Dafür gibt es eine Reihe von Indizien. Nehmen Sie beispielsweise die NDR-Umfrage „Schleswig-Holstein Trend“ von einer Woche vor der Kommunalwahl, in der doch 69 % der Bürger die Schulpolitik der Großen Koalition als schlecht oder sogar sehr schlecht und nur 24 % als gut bewertet haben. Ein weiterer Hinweis: Interessant ist doch das Elternwahlverhalten dort, wo sich die Schulträger in der Abwägung zwischen Gemeinschaftsschule und Regionalschule nicht für ein Sowohl-als-auch, sondern für ein Entweder-oder entschieden haben.

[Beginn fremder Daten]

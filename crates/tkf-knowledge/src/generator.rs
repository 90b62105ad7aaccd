//! Knowledge candidate generator
//!
//! One generation call turns a persona's events into candidate statements;
//! one validator call per candidate keeps only those worth storing. A
//! malformed generation reply fails the whole batch. A validator that fails
//! or answers outside the verdict contract rejects its candidate.

use crate::error::KnowledgeError;
use futures::future::join_all;
use serde::{Deserialize, Serialize};
use std::sync::Arc;
use tkf_core::{BrowserAction, InteractionEvent, KnowledgeStatement, Persona, Sentiment};
use tkf_llm::{parse_verdict, strip_code_fences, GenerationRequest, PromptBuilder, TextGenerator};
use tracing::{debug, info, info_span, warn, Instrument};

/// Request name of the generation call
pub const GENERATOR: &str = "knowledge_generator";
/// Request name of the per-candidate validator call
pub const VALIDATOR: &str = "knowledge_validator";

const GENERATION_INSTRUCTIONS: &str = "Take the following browser events and generate a list of \
    knowledge statements that are universal to the user experience. Use the persona's goals, \
    preferences, and pain points to generate the knowledge statements. Return only a JSON array \
    of objects with the fields \"statement\" and \"reasoning\".";

const VALIDATOR_INSTRUCTIONS: &str = "You are a UX research reviewer deciding whether a knowledge \
    statement belongs in a long-lived knowledge base. Reply with exactly one JSON boolean: true \
    or false. No other text.";

/// Generator configuration
#[derive(Debug, Clone, Copy, PartialEq, Eq, Serialize, Deserialize)]
#[serde(default)]
pub struct GeneratorConfig {
    /// Run validator calls for one batch concurrently
    pub validate_concurrently: bool,
}

impl GeneratorConfig {
    /// Create default configuration
    #[inline]
    #[must_use]
    pub fn new() -> Self {
        Self::default()
    }

    /// With validator concurrency
    #[inline]
    #[must_use]
    pub fn with_validate_concurrently(mut self, concurrent: bool) -> Self {
        self.validate_concurrently = concurrent;
        self
    }
}

impl Default for GeneratorConfig {
    fn default() -> Self {
        Self {
            validate_concurrently: true,
        }
    }
}

/// Compact event view embedded in the generation prompt
#[derive(Serialize)]
struct EventView<'a> {
    screen: &'a str,
    action: BrowserAction,
    target: &'a str,
    sentiment: Sentiment,
    reasoning: &'a str,
}

impl<'a> From<&'a InteractionEvent> for EventView<'a> {
    fn from(event: &'a InteractionEvent) -> Self {
        Self {
            screen: &event.screen_id,
            action: event.action,
            target: &event.target_selector,
            sentiment: event.sentiment,
            reasoning: &event.reasoning_text,
        }
    }
}

/// Turns persona events into validated knowledge statements
#[derive(Clone)]
pub struct KnowledgeGenerator {
    generator: Arc<dyn TextGenerator>,
    config: GeneratorConfig,
}

impl std::fmt::Debug for KnowledgeGenerator {
    fn fmt(&self, f: &mut std::fmt::Formatter<'_>) -> std::fmt::Result {
        f.debug_struct("KnowledgeGenerator")
            .field("config", &self.config)
            .finish_non_exhaustive()
    }
}

impl KnowledgeGenerator {
    /// Create generator over a generative service
    #[must_use]
    pub fn new(generator: Arc<dyn TextGenerator>, config: GeneratorConfig) -> Self {
        Self { generator, config }
    }

    /// Generate and validate knowledge for one persona's events
    ///
    /// Returns accepted statements, each encoded as a JSON object string, in
    /// generation order.
    ///
    /// # Errors
    /// - `KnowledgeError::Generation` when the generation call fails
    /// - `KnowledgeError::MalformedGeneration` when its reply is not a JSON array
    pub async fn generate(
        &self,
        persona: &Persona,
        events: &[InteractionEvent],
    ) -> Result<Vec<String>, KnowledgeError> {
        let span = info_span!("tkf.generation", persona_id = %persona.id, events = events.len());
        async move {
            let candidates = self.candidates(persona, events).await?;
            let accepted = self.validate_all(candidates).await;
            info!(accepted = accepted.len(), "knowledge generated");
            accepted
                .iter()
                .map(KnowledgeStatement::to_json)
                .collect::<Result<Vec<_>, _>>()
                .map_err(KnowledgeError::from)
        }
        .instrument(span)
        .await
    }

    /// Unvalidated candidates from a single generation call
    ///
    /// # Errors
    /// See [`KnowledgeGenerator::generate`].
    pub async fn candidates(
        &self,
        persona: &Persona,
        events: &[InteractionEvent],
    ) -> Result<Vec<KnowledgeStatement>, KnowledgeError> {
        let prompt = generation_prompt(persona, events)?;
        let reply = self
            .generator
            .generate(GenerationRequest::new(GENERATOR, GENERATION_INSTRUCTIONS, prompt))
            .await?;

        let candidates = KnowledgeStatement::parse_list(strip_code_fences(&reply)).map_err(|e| {
            KnowledgeError::MalformedGeneration {
                reason: e.to_string(),
            }
        })?;
        debug!(candidates = candidates.len(), "generation parsed");
        Ok(candidates)
    }

    /// Ask the validator about one candidate; any failure rejects it
    pub async fn validate(&self, candidate: &KnowledgeStatement) -> bool {
        let prompt = PromptBuilder::new()
            .text("Decide whether this knowledge statement should be kept.")
            .bullets(
                "Accept only if the statement is",
                [
                    "universal: not tied to one specific UI, page or element",
                    "general: reusable across products and contexts",
                    "actionable: it can guide future design decisions",
                    "lasting: it has long-term professional value and is not ephemeral",
                ],
            )
            .section("Statement", &candidate.statement)
            .section("Reasoning", &candidate.reasoning)
            .build();

        let reply = match self
            .generator
            .generate(GenerationRequest::new(VALIDATOR, VALIDATOR_INSTRUCTIONS, prompt))
            .await
        {
            Ok(reply) => reply,
            Err(e) => {
                warn!(error = %e, statement = %candidate.statement, "validator failed; rejecting");
                return false;
            }
        };

        match parse_verdict(&reply) {
            Ok(accepted) => {
                debug!(accepted, statement = %candidate.statement, "validator answered");
                accepted
            }
            Err(e) => {
                warn!(error = %e, statement = %candidate.statement, "validator reply unusable; rejecting");
                false
            }
        }
    }

    async fn validate_all(&self, candidates: Vec<KnowledgeStatement>) -> Vec<KnowledgeStatement> {
        let verdicts = if self.config.validate_concurrently {
            join_all(candidates.iter().map(|candidate| self.validate(candidate))).await
        } else {
            let mut verdicts = Vec::with_capacity(candidates.len());
            for candidate in &candidates {
                verdicts.push(self.validate(candidate).await);
            }
            verdicts
        };

        candidates
            .into_iter()
            .zip(verdicts)
            .filter_map(|(candidate, accepted)| accepted.then_some(candidate))
            .collect()
    }
}

fn generation_prompt(persona: &Persona, events: &[InteractionEvent]) -> Result<String, KnowledgeError> {
    let events: Vec<EventView<'_>> = events.iter().map(EventView::from).collect();
    let events = serde_json::to_string_pretty(&events)?;
    let pain_points = serde_json::to_string(&persona.behavior)?;

    Ok(PromptBuilder::new()
        .text("Generate universal UX knowledge statements based on these events and the persona's characteristics.")
        .section("Persona", &persona.display_name)
        .section("Description", &persona.description)
        .bullets("Goals", persona.goals())
        .section("Pain Points", pain_points)
        .section("Browser Events", events)
        .build())
}

#[cfg(test)]
mod tests {
    use super::*;
    use pretty_assertions::assert_eq;
    use tkf_llm::{extract_section, LlmError};
    use tkf_test_utils::{generation_reply, names, sample_events, sample_persona, ScriptedGenerator};

    #[test]
    fn request_names_match_test_doubles() {
        assert_eq!(GENERATOR, names::GENERATOR);
        assert_eq!(VALIDATOR, names::VALIDATOR);
    }

    fn generator(scripted: ScriptedGenerator) -> (KnowledgeGenerator, Arc<ScriptedGenerator>) {
        let scripted = Arc::new(scripted);
        (
            KnowledgeGenerator::new(scripted.clone(), GeneratorConfig::new()),
            scripted,
        )
    }

    #[test]
    fn prompt_carries_persona_and_events() {
        let persona = sample_persona("pm");
        let prompt = generation_prompt(&persona, &sample_events("pm", "g1", 2)).unwrap();

        assert_eq!(extract_section(&prompt, "Persona"), Some("Persona pm"));
        assert_eq!(extract_section(&prompt, "Goals"), Some("- Finish onboarding quickly"));
        assert!(extract_section(&prompt, "Pain Points").unwrap().contains("patienceLevel"));
        let events = extract_section(&prompt, "Browser Events").unwrap();
        assert!(events.contains("button#continue"));
        assert!(events.contains("step-1"));
    }

    #[tokio::test]
    async fn keeps_only_accepted_candidates_in_order() {
        let (generator, scripted) = generator(
            ScriptedGenerator::new()
                .reply(
                    GENERATOR,
                    format!(
                        "```json\n{}\n```",
                        generation_reply(&[
                            ("Users skim long forms", "confusion on step 3"),
                            ("The blue button on /signup is small", "one page"),
                            ("Progress indicators reduce drop-off", "relief at the end"),
                        ])
                    ),
                )
                .on(VALIDATOR, |request| {
                    let statement = extract_section(&request.prompt, "Statement").unwrap_or_default();
                    Ok((!statement.contains("/signup")).to_string())
                }),
        );

        let accepted = generator
            .generate(&sample_persona("pm"), &sample_events("pm", "g1", 3))
            .await
            .unwrap();

        let statements: Vec<KnowledgeStatement> = accepted
            .iter()
            .map(|json| serde_json::from_str(json).unwrap())
            .collect();
        assert_eq!(
            statements,
            vec![
                KnowledgeStatement::new("Users skim long forms", "confusion on step 3"),
                KnowledgeStatement::new("Progress indicators reduce drop-off", "relief at the end"),
            ]
        );
        assert_eq!(scripted.calls_named(VALIDATOR).len(), 3);
    }

    #[tokio::test]
    async fn malformed_generation_fails_the_batch() {
        let (generator, scripted) = generator(
            ScriptedGenerator::new().reply(GENERATOR, "Here are some insights: users skim."),
        );

        let err = generator
            .generate(&sample_persona("pm"), &sample_events("pm", "g1", 1))
            .await
            .unwrap_err();

        assert!(matches!(err, KnowledgeError::MalformedGeneration { .. }));
        assert!(scripted.calls_named(VALIDATOR).is_empty());
    }

    #[tokio::test]
    async fn validator_failures_reject() {
        let (generator, _) = generator(
            ScriptedGenerator::new()
                .reply(GENERATOR, generation_reply(&[("A", "a"), ("B", "b")]))
                .on(VALIDATOR, |request| {
                    match extract_section(&request.prompt, "Statement") {
                        Some("A") => Err(LlmError::Timeout { secs: 1 }),
                        _ => Ok("yes, true".to_string()),
                    }
                }),
        );

        let accepted = generator
            .generate(&sample_persona("pm"), &sample_events("pm", "g1", 1))
            .await
            .unwrap();
        assert!(accepted.is_empty());
    }

    #[tokio::test]
    async fn sequential_validation_matches_concurrent() {
        let scripted = Arc::new(
            ScriptedGenerator::new()
                .reply(GENERATOR, generation_reply(&[("A", "a"), ("B", "b")]))
                .replies(VALIDATOR, ["true", "false"]),
        );
        let generator = KnowledgeGenerator::new(
            scripted.clone(),
            GeneratorConfig::new().with_validate_concurrently(false),
        );

        let accepted = generator
            .generate(&sample_persona("pm"), &sample_events("pm", "g1", 1))
            .await
            .unwrap();
        assert_eq!(accepted, vec![r#"{"statement":"A","reasoning":"a"}"#.to_string()]);
    }

    #[tokio::test]
    async fn empty_array_is_valid() {
        let (generator, scripted) = generator(ScriptedGenerator::new().reply(GENERATOR, "[]"));

        let accepted = generator
            .generate(&sample_persona("pm"), &[])
            .await
            .unwrap();
        assert!(accepted.is_empty());
        assert_eq!(scripted.call_count(), 1);
    }
}
//! Browser-run artifact ingestion
//!
//! A runs directory holds one sub-directory per browser run, each with an
//! `events.json` array of step records written by the automation driver.

use crate::error::IngestError;
use chrono::{DateTime, Utc};
use indexmap::IndexSet;
use serde::Deserialize;
use std::path::{Path, PathBuf};
use tkf_core::{BrowserAction, EventId, InteractionEvent, Sentiment};
use tkf_events::EventRepository;
use tracing::{debug, info};

/// One step record as written by the automation driver
#[derive(Debug, Deserialize)]
struct StepRecord {
    run_id: String,
    persona_id: String,
    run_group_id: String,
    /// Unix seconds, fractional
    timestamp: f64,
    status: String,
    #[serde(default)]
    screen_id: Option<String>,
    #[serde(default)]
    reasoning_text: String,
    action: String,
    #[serde(default)]
    target_selector: String,
}

impl StepRecord {
    fn into_event(self, path: &Path) -> Result<InteractionEvent, IngestError> {
        let invalid = |reason: String| IngestError::InvalidRecord {
            path: path.to_path_buf(),
            reason,
        };

        let action: BrowserAction = parse_label(&self.action)
            .ok_or_else(|| invalid(format!("unknown action `{}`", self.action)))?;
        let sentiment: Sentiment = parse_label(&self.status)
            .ok_or_else(|| invalid(format!("unknown status `{}`", self.status)))?;
        let created_at = timestamp(self.timestamp)
            .ok_or_else(|| invalid(format!("timestamp {} out of range", self.timestamp)))?;

        Ok(InteractionEvent {
            id: EventId::new(),
            session_id: self.run_id,
            persona_id: self.persona_id,
            group_id: self.run_group_id,
            created_at,
            sentiment,
            screen_id: self.screen_id.unwrap_or_default(),
            reasoning_text: self.reasoning_text,
            action,
            target_selector: self.target_selector,
        })
    }
}

/// Case-insensitive enum label, e.g. `CLICK` or `confused`
fn parse_label<T: serde::de::DeserializeOwned>(label: &str) -> Option<T> {
    serde_json::from_value(serde_json::Value::String(label.trim().to_lowercase())).ok()
}

#[allow(clippy::cast_possible_truncation, clippy::cast_precision_loss)]
fn timestamp(secs: f64) -> Option<DateTime<Utc>> {
    if !secs.is_finite() {
        return None;
    }
    let millis = (secs * 1000.0).round();
    if millis.abs() > i64::MAX as f64 {
        return None;
    }
    DateTime::from_timestamp_millis(millis as i64)
}

/// Read one `events.json` file
///
/// # Errors
/// Returns `IngestError` when the file is unreadable or a record is invalid.
pub fn read_events_file(path: &Path) -> Result<Vec<InteractionEvent>, IngestError> {
    let raw = std::fs::read_to_string(path).map_err(|source| IngestError::Io {
        path: path.to_path_buf(),
        source,
    })?;
    let records: Vec<StepRecord> =
        serde_json::from_str(&raw).map_err(|source| IngestError::Parse {
            path: path.to_path_buf(),
            source,
        })?;
    records
        .into_iter()
        .map(|record| record.into_event(path))
        .collect()
}

/// Paths of every `<run>/events.json` under `runs_dir`, sorted
fn events_files(runs_dir: &Path) -> Result<Vec<PathBuf>, IngestError> {
    let io_err = |source| IngestError::Io {
        path: runs_dir.to_path_buf(),
        source,
    };

    let mut files = Vec::new();
    for entry in std::fs::read_dir(runs_dir).map_err(io_err)? {
        let dir = entry.map_err(io_err)?.path();
        if !dir.is_dir() {
            continue;
        }
        let file = dir.join("events.json");
        if file.is_file() {
            files.push(file);
        } else {
            debug!(run = %dir.display(), "run without events.json skipped");
        }
    }
    files.sort();
    Ok(files)
}

/// Load every run under `runs_dir` into the event log
///
/// Returns the distinct group ids in first-seen order.
///
/// # Errors
/// - `IngestError::Io` when `runs_dir` does not exist or cannot be read
/// - `IngestError::Parse` / `InvalidRecord` for a malformed events file
/// - `IngestError::Log` when the event log refuses an event
pub async fn ingest_runs_dir(
    runs_dir: impl AsRef<Path>,
    log: &dyn EventRepository,
) -> Result<Vec<String>, IngestError> {
    let runs_dir = runs_dir.as_ref();
    let mut groups = IndexSet::new();
    let mut total = 0usize;

    for file in events_files(runs_dir)? {
        let events = read_events_file(&file)?;
        debug!(file = %file.display(), events = events.len(), "events file read");
        for event in events {
            groups.insert(event.group_id.clone());
            log.add_event(event).await?;
            total += 1;
        }
    }

    info!(dir = %runs_dir.display(), events = total, groups = groups.len(), "runs ingested");
    Ok(groups.into_iter().collect())
}
//! Semantic checks against the generative service
//!
//! Both checks answer a single boolean under the strict verdict contract of
//! [`tkf_llm::parse_verdict`]. A reply outside that contract is an error, and
//! the caller fails closed.

use crate::sections;
use std::sync::Arc;
use tkf_core::KnowledgeStatement;
use tkf_llm::{
    parse_verdict, strip_code_fences, GenerationRequest, LlmError, PromptBuilder, TextGenerator,
};
use tracing::debug;

/// Request name of the duplicate check
pub const DUPLICATE_CHECKER: &str = "tkf_duplicate_checker";
/// Request name of the conflict check
pub const CONFLICT_CHECKER: &str = "tkf_conflict_checker";
/// Request name of the seed formatter
pub const FORMATTER: &str = "tkf_formatter";

const VERDICT_CONTRACT: &str =
    "Reply with exactly one JSON boolean: true or false. No other text.";

/// Result of both semantic checks for one candidate
#[derive(Debug, Clone, Copy, PartialEq, Eq, Default)]
pub struct CheckVerdict {
    /// Candidate conveys nothing beyond existing knowledge
    pub duplicate: bool,
    /// Candidate contradicts existing knowledge
    pub conflict: bool,
}

/// Runs duplicate / conflict checks and the seed formatter
#[derive(Clone)]
pub struct SemanticChecker {
    generator: Arc<dyn TextGenerator>,
}

impl std::fmt::Debug for SemanticChecker {
    fn fmt(&self, f: &mut std::fmt::Formatter<'_>) -> std::fmt::Result {
        f.debug_struct("SemanticChecker").finish_non_exhaustive()
    }
}

impl SemanticChecker {
    /// Create checker over a generative service
    #[inline]
    #[must_use]
    pub fn new(generator: Arc<dyn TextGenerator>) -> Self {
        Self { generator }
    }

    /// Run both checks concurrently against `existing`
    ///
    /// Blank `existing` content trivially passes both checks without any call.
    ///
    /// # Errors
    /// Returns the first failing call's error.
    pub async fn evaluate(&self, candidate: &str, existing: &str) -> Result<CheckVerdict, LlmError> {
        if existing.trim().is_empty() {
            return Ok(CheckVerdict::default());
        }

        let (duplicate, conflict) = tokio::try_join!(
            self.is_duplicate(candidate, existing),
            self.has_conflict(candidate, existing),
        )?;
        Ok(CheckVerdict {
            duplicate,
            conflict,
        })
    }

    /// Does `candidate` repeat, or form a strict subset of, `existing`?
    ///
    /// # Errors
    /// Service failure or a reply outside the verdict contract.
    pub async fn is_duplicate(&self, candidate: &str, existing: &str) -> Result<bool, LlmError> {
        if existing.trim().is_empty() {
            return Ok(false);
        }

        let instructions = format!(
            "You are a knowledge deduplication expert. {VERDICT_CONTRACT}"
        );
        let prompt = PromptBuilder::new()
            .text("Determine if the new knowledge is semantically duplicate or redundant with existing knowledge.")
            .bullets(
                "Answer true if",
                [
                    "the new knowledge conveys essentially the same information as existing knowledge",
                    "the new knowledge is a subset of existing knowledge",
                    "adding the new knowledge would be redundant",
                ],
            )
            .bullets(
                "Answer false if",
                [
                    "the new knowledge adds new information or perspective",
                    "the new knowledge is complementary but not redundant",
                    "the new knowledge provides additional detail or context",
                ],
            )
            .section(sections::EXISTING, existing)
            .section(sections::CANDIDATE, candidate)
            .build();

        let reply = self
            .generator
            .generate(GenerationRequest::new(DUPLICATE_CHECKER, instructions, prompt))
            .await?;
        let verdict = parse_verdict(&reply)?;
        debug!(duplicate = verdict, "duplicate check answered");
        Ok(verdict)
    }

    /// Does `candidate` contradict `existing`?
    ///
    /// # Errors
    /// Service failure or a reply outside the verdict contract.
    pub async fn has_conflict(&self, candidate: &str, existing: &str) -> Result<bool, LlmError> {
        if existing.trim().is_empty() {
            return Ok(false);
        }

        let instructions = format!(
            "You are a knowledge consistency validator. {VERDICT_CONTRACT}"
        );
        let prompt = PromptBuilder::new()
            .text("Determine if the new knowledge contradicts or conflicts with existing knowledge.")
            .bullets(
                "Answer true if",
                [
                    "the new knowledge directly contradicts existing knowledge",
                    "the new knowledge makes opposing claims",
                    "adding the new knowledge would create inconsistency",
                ],
            )
            .bullets(
                "Answer false if",
                [
                    "the new knowledge is consistent with existing knowledge",
                    "the new knowledge offers a different perspective without contradiction",
                    "the new knowledge can coexist with existing knowledge",
                ],
            )
            .section(sections::EXISTING, existing)
            .section(sections::CANDIDATE, candidate)
            .build();

        let reply = self
            .generator
            .generate(GenerationRequest::new(CONFLICT_CHECKER, instructions, prompt))
            .await?;
        let verdict = parse_verdict(&reply)?;
        debug!(conflict = verdict, "conflict check answered");
        Ok(verdict)
    }

    /// Merge seed facts into coherent prose
    ///
    /// # Errors
    /// Service failure or an empty reply.
    pub async fn format_facts(&self, facts: &[KnowledgeStatement]) -> Result<String, LlmError> {
        let instructions = "You are a knowledge base editor. Merge the given facts into one coherent \
            knowledge text. Preserve every fact, remove redundancy, and return only the resulting text.";
        let prompt = PromptBuilder::new()
            .bullets(
                sections::FACTS,
                facts.iter().map(|fact| {
                    if fact.reasoning.trim().is_empty() {
                        fact.statement.clone()
                    } else {
                        format!("{} (why: {})", fact.statement, fact.reasoning)
                    }
                }),
            )
            .build();

        let reply = self
            .generator
            .generate(GenerationRequest::new(FORMATTER, instructions, prompt))
            .await?;
        let text = strip_code_fences(&reply);
        if text.is_empty() {
            return Err(LlmError::EmptyResponse);
        }
        Ok(text.to_string())
    }
}
//! Knowledge updates
//!
//! A [`KnowledgeUpdate`] records one requested mutation of the knowledge
//! fabric. Being recorded in the update history means the update was
//! *attempted*; it does not imply the content changed.

use chrono::{DateTime, Utc};
use serde::{Deserialize, Serialize};
use std::collections::BTreeMap;
use std::fmt;
use ulid::Ulid;

/// Open key-value bag attached to updates (session / persona tags)
pub type Metadata = BTreeMap<String, String>;

/// Unique update identifier
#[derive(Debug, Clone, Copy, PartialEq, Eq, PartialOrd, Ord, Hash, Serialize, Deserialize)]
pub struct UpdateId(pub Ulid);

impl UpdateId {
    /// Generate new update ID
    #[inline]
    #[must_use]
    pub fn new() -> Self {
        Self(Ulid::new())
    }
}

impl Default for UpdateId {
    fn default() -> Self {
        Self::new()
    }
}

impl fmt::Display for UpdateId {
    fn fmt(&self, f: &mut fmt::Formatter<'_>) -> fmt::Result {
        write!(f, "{}", self.0)
    }
}

/// A requested or admitted mutation record
#[derive(Debug, Clone, PartialEq, Eq, Serialize, Deserialize)]
pub struct KnowledgeUpdate {
    /// Unique identifier
    pub id: UpdateId,
    /// When the update was requested
    pub created_at: DateTime<Utc>,
    /// Text to replace; empty means append
    pub old_text: String,
    /// Candidate knowledge text
    pub new_text: String,
    /// Why this knowledge should be added
    pub reasoning: String,
    /// Tags used for filtering
    pub metadata: Metadata,
}

impl KnowledgeUpdate {
    /// Create an append request
    #[must_use]
    pub fn append(new_text: impl Into<String>, reasoning: impl Into<String>) -> Self {
        Self {
            id: UpdateId::new(),
            created_at: Utc::now(),
            old_text: String::new(),
            new_text: new_text.into(),
            reasoning: reasoning.into(),
            metadata: Metadata::new(),
        }
    }

    /// Create a replace request
    #[must_use]
    pub fn replace(
        old_text: impl Into<String>,
        new_text: impl Into<String>,
        reasoning: impl Into<String>,
    ) -> Self {
        Self {
            old_text: old_text.into(),
            ..Self::append(new_text, reasoning)
        }
    }

    /// Add one metadata tag
    #[inline]
    #[must_use]
    pub fn with_tag(mut self, key: impl Into<String>, value: impl Into<String>) -> Self {
        self.metadata.insert(key.into(), value.into());
        self
    }

    /// Merge a set of metadata tags
    #[inline]
    #[must_use]
    pub fn with_metadata(mut self, metadata: &Metadata) -> Self {
        self.metadata
            .extend(metadata.iter().map(|(k, v)| (k.clone(), v.clone())));
        self
    }

    /// Whether this update asks for a replacement rather than an append
    #[inline]
    #[must_use]
    pub fn is_replacement(&self) -> bool {
        !self.old_text.trim().is_empty()
    }
}

/// Whether `metadata` carries every key/value pair of `filter`
///
/// A missing key never matches; an empty filter matches everything.
#[must_use]
pub fn metadata_matches(metadata: &Metadata, filter: &Metadata) -> bool {
    filter
        .iter()
        .all(|(key, value)| metadata.get(key) == Some(value))
}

Ich nenne als Beispiel die Stadt Husum. Im nächsten Schuljahr gehen zwei neue Gemeinschaftsschulen an den Start. Die eine hat ausweislich der Pressemitteilung des Bildungsministeriums 64 Anmeldungen. Sie erreicht also ganz knapp die erforderliche Mindestgröße. Die andere neue Gemeinschaftsschule hat 168 Anmeldungen. Die erste der beiden Schulen war bisher eine Hauptschule, die zweite eine Realschule.
In Lübeck hat die alte CDU-Mehrheit in der Lübecker Bürgerschaft für das nächste Schuljahr eine neue Regionalschule und eine neue Gemeinschaftsschule an den Start gehen lassen. Die Regionalschule hat erstaunlicherweise deutlich mehr
Anmeldungen, nämlich 106. Die neue Gemeinschaftsschule hat deutlich weniger Anmeldungen, nämlich nur 75. Die neue Regionalschule in Lübeck ist die Holstentor-Schule, also die bisher einzige Ganztagsrealschule mit gutem Ansehen im ganzen Land. Und in der neuen Gemeinschaftsschule steckt als Vorgängerschule neben einer Realschule auch eine Hauptschule drin.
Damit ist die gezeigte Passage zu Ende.